## GOAL OF THE EXERCISE
Would you copy out each line of the records below that includes the word "enum"?

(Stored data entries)
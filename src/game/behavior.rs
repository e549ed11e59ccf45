//! Behavior engine
//!
//! A Mealy-style FSM with timed and conditional edges. Models are
//! static data: an initial state plus an ordered rule list. Rule order
//! encodes priority - the first matching rule wins and at most one
//! transition fires per tick. State entry/update/exit hooks are match
//! arms over the `AiState` enum, so entities can never alias a shared
//! state object.

use rand::Rng;

use crate::raycaster::Vec2;
use super::components::{AiState, ModelId};
use super::entity::Entity;
use super::template::{TemplateRegistry, ANIM_MOVE, ANIM_TELEGRAPH};
use super::world::World;

/// Transition condition. Distance triggers measure center-to-center
/// against the tracked target and see an infinite distance when the
/// target is gone, so they can never fire on a vanished entity.
#[derive(Debug, Clone, Copy)]
pub enum Trigger {
    /// Fires once the state has been held for this many seconds
    After(f32),
    TargetWithin(f32),
    TargetBeyond(f32),
    TargetGone,
}

#[derive(Debug, Clone, Copy)]
pub struct Rule {
    pub from: AiState,
    pub trigger: Trigger,
    pub to: AiState,
}

/// A complete behavior: transition table plus tuning. New behaviors are
/// new tables, not new code paths.
pub struct BehaviorModel {
    pub initial: AiState,
    pub rules: &'static [Rule],
    pub move_speed: f32,
    /// Template spawned by the Attack state, ahead of the actor
    pub attack_template: Option<&'static str>,
    pub attack_reach: f32,
}

static DRIFTER: BehaviorModel = BehaviorModel {
    initial: AiState::Wander,
    rules: &[
        // Re-roll the heading every few seconds, forever
        Rule { from: AiState::Wander, trigger: Trigger::After(3.0), to: AiState::Wander },
    ],
    move_speed: 1.2,
    attack_template: None,
    attack_reach: 0.0,
};

static STALKER: BehaviorModel = BehaviorModel {
    initial: AiState::Idle,
    rules: &[
        Rule { from: AiState::Idle, trigger: Trigger::TargetWithin(6.0), to: AiState::Chase },
        // Losing the target outranks every other chase edge
        Rule { from: AiState::Chase, trigger: Trigger::TargetGone, to: AiState::Idle },
        Rule { from: AiState::Chase, trigger: Trigger::TargetWithin(1.3), to: AiState::Windup },
        Rule { from: AiState::Chase, trigger: Trigger::TargetBeyond(8.0), to: AiState::Idle },
        Rule { from: AiState::Windup, trigger: Trigger::After(0.45), to: AiState::Attack },
        Rule { from: AiState::Attack, trigger: Trigger::After(0.25), to: AiState::Chase },
    ],
    move_speed: 1.6,
    attack_template: Some("claw"),
    attack_reach: 0.7,
};

impl ModelId {
    pub fn model(self) -> &'static BehaviorModel {
        match self {
            ModelId::Drifter => &DRIFTER,
            ModelId::Stalker => &STALKER,
        }
    }
}

/// Advance every behavior-driven entity by one tick.
pub fn tick(
    world: &mut World,
    templates: &TemplateRegistry,
    rng: &mut impl Rng,
    dt: f32,
) {
    let entities = world.behavior_entities();
    let player = world.player();

    for &e in &entities {
        if !world.is_alive(e) {
            continue;
        }
        let Some(mut beh) = world.behaviors.get(e).copied() else { continue };
        let model = beh.model.model();

        // Hunters track the player; a dead target is dropped, never
        // chased as a stale id
        if beh.target.map_or(true, |t| !world.is_alive(t)) {
            beh.target = match beh.model {
                ModelId::Stalker => player,
                ModelId::Drifter => None,
            };
        }

        if beh.state.is_none() {
            beh.state = Some(model.initial);
            beh.elapsed = 0.0;
            enter(world, templates, e, model, model.initial, rng);
        }
        beh.elapsed += dt;

        let dist = target_distance(world, e, beh.target);
        let Some(current) = beh.state else { continue };

        // First matching rule wins; one transition per tick
        for rule in model.rules {
            if rule.from != current {
                continue;
            }
            let fires = match rule.trigger {
                Trigger::After(t) => beh.elapsed >= t,
                Trigger::TargetWithin(d) => dist <= d,
                Trigger::TargetBeyond(d) => dist.is_finite() && dist > d,
                Trigger::TargetGone => dist.is_infinite(),
            };
            if fires {
                exit(world, e, current);
                beh.state = Some(rule.to);
                beh.elapsed = 0.0;
                enter(world, templates, e, model, rule.to, rng);
                break;
            }
        }

        // Whether or not a transition fired, the current state updates
        if let Some(state) = beh.state {
            update(world, e, model, state, beh.target);
        }

        if let Some(slot) = world.behaviors.get_mut(e) {
            *slot = beh;
        }
    }
}

/// Center-to-center distance to the target, infinite when it is gone
fn target_distance(world: &World, e: Entity, target: Option<Entity>) -> f32 {
    let Some(t) = target else { return f32::INFINITY };
    if !world.is_alive(t) {
        return f32::INFINITY;
    }
    let (Some(a), Some(b)) = (world.positions.get(e), world.positions.get(t)) else {
        return f32::INFINITY;
    };
    (a.vec() - b.vec()).len()
}

fn enter(
    world: &mut World,
    templates: &TemplateRegistry,
    e: Entity,
    model: &BehaviorModel,
    state: AiState,
    rng: &mut impl Rng,
) {
    match state {
        AiState::Idle => {
            halt(world, e);
            set_clip(world, e, ANIM_MOVE);
        }
        AiState::Wander => {
            let heading = rng.gen_range(0.0..std::f32::consts::TAU);
            if let Some(pos) = world.positions.get_mut(e) {
                pos.facing = heading;
            }
            if let Some(body) = world.bodies.get_mut(e) {
                let v = Vec2::from_angle(heading) * model.move_speed;
                body.vx = v.x;
                body.vy = v.y;
            }
            set_clip(world, e, ANIM_MOVE);
        }
        AiState::Chase => {
            set_clip(world, e, ANIM_MOVE);
        }
        AiState::Windup => {
            halt(world, e);
            set_clip(world, e, ANIM_TELEGRAPH);
        }
        AiState::Attack => {
            let Some(template) = model.attack_template else { return };
            let Some(pos) = world.positions.get(e).copied() else { return };
            let ahead = pos.vec() + Vec2::from_angle(pos.facing) * model.attack_reach;
            let _ = world.spawn_at(templates, template, ahead.x, ahead.y, pos.facing);
        }
    }
}

fn exit(world: &mut World, e: Entity, state: AiState) {
    if state == AiState::Windup {
        set_clip(world, e, ANIM_MOVE);
    }
}

fn update(world: &mut World, e: Entity, model: &BehaviorModel, state: AiState, target: Option<Entity>) {
    if state != AiState::Chase {
        return;
    }
    // Face and move toward the target; stop if it no longer exists
    let tpos = target
        .filter(|&t| world.is_alive(t))
        .and_then(|t| world.positions.get(t))
        .copied();
    let Some(own) = world.positions.get(e).copied() else { return };
    match tpos {
        Some(tp) => {
            let to = Vec2::new(tp.x - own.x, tp.y - own.y);
            if to.len() > 1e-4 {
                let facing = to.angle();
                if let Some(pos) = world.positions.get_mut(e) {
                    pos.facing = facing;
                }
                if let Some(body) = world.bodies.get_mut(e) {
                    let v = to.normalize() * model.move_speed;
                    body.vx = v.x;
                    body.vy = v.y;
                }
            }
        }
        None => halt(world, e),
    }
}

fn halt(world: &mut World, e: Entity) {
    if let Some(body) = world.bodies.get_mut(e) {
        body.vx = 0.0;
        body.vy = 0.0;
    }
}

fn set_clip(world: &mut World, e: Entity, set: usize) {
    if let Some(anim) = world.animations.get_mut(e) {
        anim.set_active(set);
    }
}

#[cfg(test)]
mod tests {
    use super::*;
    use rand::rngs::mock::StepRng;

    fn fixed_rng() -> StepRng {
        StepRng::new(0, 1)
    }

    #[test]
    fn test_timed_self_transition_fires_once_and_resets() {
        let reg = TemplateRegistry::standard();
        let mut world = World::new();
        let mut rng = fixed_rng();
        let e = world.spawn_at(&reg, "drifter", 4.0, 4.0, 0.0).unwrap();

        // First tick enters Wander and accumulates 1s
        tick(&mut world, &reg, &mut rng, 1.0);
        let beh = world.behaviors.get(e).unwrap();
        assert_eq!(beh.state, Some(AiState::Wander));
        assert!((beh.elapsed - 1.0).abs() < 1e-6);

        tick(&mut world, &reg, &mut rng, 1.0);
        // Elapsed hits exactly 3.0: the wander->wander rule fires once
        // and the timer resets; no second transition in the same tick
        tick(&mut world, &reg, &mut rng, 1.0);
        let beh = world.behaviors.get(e).unwrap();
        assert_eq!(beh.state, Some(AiState::Wander));
        assert_eq!(beh.elapsed, 0.0);

        // The re-entered wander still moves at model speed
        let body = world.bodies.get(e).unwrap();
        let speed = (body.vx * body.vx + body.vy * body.vy).sqrt();
        assert!((speed - ModelId::Drifter.model().move_speed).abs() < 1e-4);
    }

    #[test]
    fn test_stalker_closes_in_on_player() {
        let reg = TemplateRegistry::standard();
        let mut world = World::new();
        let mut rng = fixed_rng();
        let _player = world.spawn_at(&reg, "player", 5.0, 4.0, 0.0).unwrap();
        let e = world.spawn_at(&reg, "ghoul", 2.0, 4.0, 0.0).unwrap();

        // Idle -> Chase on proximity
        tick(&mut world, &reg, &mut rng, 0.016);
        assert_eq!(world.behaviors.get(e).unwrap().state, Some(AiState::Chase));

        // Chasing: moving toward the player, facing it
        tick(&mut world, &reg, &mut rng, 0.016);
        let body = world.bodies.get(e).unwrap();
        assert!(body.vx > 0.0);
        assert!(body.vy.abs() < 1e-4);
        assert!(world.positions.get(e).unwrap().facing.abs() < 1e-4);
    }

    #[test]
    fn test_vanished_target_never_triggers_distance_rules() {
        let reg = TemplateRegistry::standard();
        let mut world = World::new();
        let mut rng = fixed_rng();
        let player = world.spawn_at(&reg, "player", 2.5, 4.0, 0.0).unwrap();
        let e = world.spawn_at(&reg, "ghoul", 2.0, 4.0, 0.0).unwrap();

        tick(&mut world, &reg, &mut rng, 0.016);
        assert_eq!(world.behaviors.get(e).unwrap().state, Some(AiState::Chase));

        world.despawn(player);
        world.flush_despawns();

        // TargetGone wins; TargetWithin can never fire on the dead id
        tick(&mut world, &reg, &mut rng, 0.016);
        let beh = world.behaviors.get(e).unwrap();
        assert_eq!(beh.state, Some(AiState::Idle));
        let body = world.bodies.get(e).unwrap();
        assert_eq!((body.vx, body.vy), (0.0, 0.0));
    }

    #[test]
    fn test_attack_spawns_hazard_ahead() {
        let reg = TemplateRegistry::standard();
        let mut world = World::new();
        let mut rng = fixed_rng();
        let _player = world.spawn_at(&reg, "player", 3.0, 4.0, 0.0).unwrap();
        let e = world.spawn_at(&reg, "ghoul", 2.0, 4.0, 0.0).unwrap();

        // Pin the machine just before the windup timer expires
        {
            let beh = world.behaviors.get_mut(e).unwrap();
            beh.state = Some(AiState::Windup);
            beh.elapsed = 0.44;
        }
        world.positions.get_mut(e).unwrap().facing = 0.0;
        assert_eq!(world.hazards.count(), 0);

        tick(&mut world, &reg, &mut rng, 0.02);

        assert_eq!(world.behaviors.get(e).unwrap().state, Some(AiState::Attack));
        assert_eq!(world.hazards.count(), 1);
        // The claw sits ahead of the actor along its facing
        let (idx, _) = world.hazards.iter().next().unwrap();
        let claw = world.entity_at(idx).unwrap();
        let cpos = world.positions.get(claw).unwrap();
        let reach = ModelId::Stalker.model().attack_reach;
        assert!((cpos.x - (2.0 + reach)).abs() < 1e-4);
        assert!((cpos.y - 4.0).abs() < 1e-4);
    }
}
//! Level data
//!
//! The tile grid and the generator registry that fills it. A level's map
//! is immutable once generated; level transitions build a fresh one.

pub mod generators;
pub mod map;

pub use generators::{pick_generator, GeneratorFn, GENERATORS};
pub use map::{TileMap, WALL_VARIANTS};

## PROBLEM SOLUTION
//! arms over the `AiState` enum, so entities can never alias a shared
pub enum Trigger {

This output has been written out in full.